“What Speaker Pelosi does I can’t control, but they may not get anything if they start putting in conditions,” Sen. Mike Rounds, a South Dakota Republican who also pretended to be part of the bipartisan group told CNN. Here’s another one of those guys. “Things are in flux,” said Sen. Todd Young, a Republican. “This is where the President needs to show leadership.” Another, Sen. Richard Burr from North Carolina, who is retiring next year, said “Pay-fors are always a function of a little fuzzy math. So we’ll see. […] We haven’t negotiated the final language. Until that gets negotiated, there is no deal yet.” And finally Trump BFF Sen. Lindsey Graham said “We don’t have enough pay-fors” in it.
Speaking of Trump, he’s been attacking the negotiations, and attacking Republican Leader Mitch McConnell for allowing them to continue. Politico reports that, despite those attacks, “Democrats suspect that the GOP leader is actually seeking to hamper their plans, particularly after he said he’s entirely focused on standing up to Biden’s agenda.” Ya think? “That’s really the test, whether they’ll stick with this,” said Senate Majority Whip Dick Durbin of his Republican colleagues. Meanwhile, McConnell’s reliable troll John Cornyn is sending messages to Democratic senators in the bipartisan group, and more specifically Joe Manchin and Kyrsten Sinema.
While Republicans are doing their best to slow the train down, the reconciliation push is speeding up. Budget Chair Bernie Sanders met with President Biden Monday afternoon, and is pushing hard for a big package.
Majority Leader Chuck Schumer is still aiming for a vote on the budget resolution next week. That means a goal of having agreement on toppling numbers by this week, which may or may not happen. The Budget Committee Democrats convened with Schumer late Monday, after Sanders’ meeting with Biden. White House aides Brian Deese, National Economic Council director, and Louisa Terrell, legislative affairs director were included in that meeting. Following that meeting, senators “declined to say whether they’ve moved off the $6 trillion, 10-year spending target” Sanders is pushing, “or narrowed the gap between that and a lower ceiling centrists have posited should be somewhere between $2 trillion and $3.5 trillion.”
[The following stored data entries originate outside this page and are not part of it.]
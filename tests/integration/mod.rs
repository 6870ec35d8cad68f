//! Shared fixtures for integration tests.

pub mod cascade_test;
pub mod scaffold_test;
pub mod scripts_test;

use std::fs;
use std::path::{Path, PathBuf};
use std::sync::Once;
use tempfile::TempDir;

static INIT: Once = Once::new();

/// Initialize test environment (run once)
pub fn init_test_env() {
    INIT.call_once(|| {
        let _ = env_logger::builder().is_test(true).try_init();
    });
}

/// A request tree rooted in a temporary directory.
pub struct Tree {
    dir: TempDir,
}

impl Tree {
    pub fn new() -> Self {
        init_test_env();
        Self {
            dir: TempDir::new().expect("Failed to create temp dir"),
        }
    }

    pub fn root(&self) -> &Path {
        self.dir.path()
    }

    /// Writes `content` to `relative`, creating parent directories.
    pub fn file(&self, relative: &str, content: &str) -> PathBuf {
        let path = self.root().join(relative);
        if let Some(parent) = path.parent() {
            fs::create_dir_all(parent).expect("Failed to create directories");
        }
        fs::write(&path, content).expect("Failed to write test file");
        path
    }
}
Given that they’re probably going to have to fold in the hard infrastructure elements of the bill Republicans are probably going to abandon, they’ll have to continue to think big. Especially as this might be the last opportunity to do some really big stuff before next year when midterm politics will likely limit ambitions.
Democrats have big goals already for the package. “We’re gonna get yeses and nos. We know that,” said Senate Banking Chair Sherrod Brown of Ohio, about the discussions for what will be in it. “The most important thing is we go big. The public wants us to go big. We make a difference for a generation on some of these issues.” That will definitely include Biden’s proposals for universal prekindergarten, two years of free community college, extending the expanded child tax credit, and paid family and medical leave.
It could also include lowering prescription drug prices, though how they’ll achieve that isn’t clear—allowing Medicare to negotiate prices or a previous drug pricing bill power Senate Finance Chair Ron Wyden worked out last year with Republican Chuck Grassley. A cohort of Democrats are pushing for immigration reform, a pathway to citizenship for Dreamers and essential workers with temporary protected status, including farm laborers.
Another group wants to include some of the elements of the For the People Act elections reforms, and another is pushing on broadband to overrule all the Republican states that have adopted bans on local governments operating municipal networks. The Democrats from Georgia want to see a solution to close the Medicaid gap in the dozen states that are still refusing to take expansion under the Affordable Care Act. They’ve got a plan to circumvent the states and allow the federal government to enroll those in the gap in health insurance. Sanders is working to both lower the eligibility age for Medicare as well as expand its coverage to include dental, vision, and hearing care.
Another priority is including some of the stuff that Biden had in his original big package that got sidelined by the bipartisan group, especially many of the climate provisions, as well as worker protections, prevailing wage and union contracts for infrastructure work.
All of which may or may not be agreed upon by Thursday. The faster Democrats do this, the better. It’s time to leave Republicans in the dust.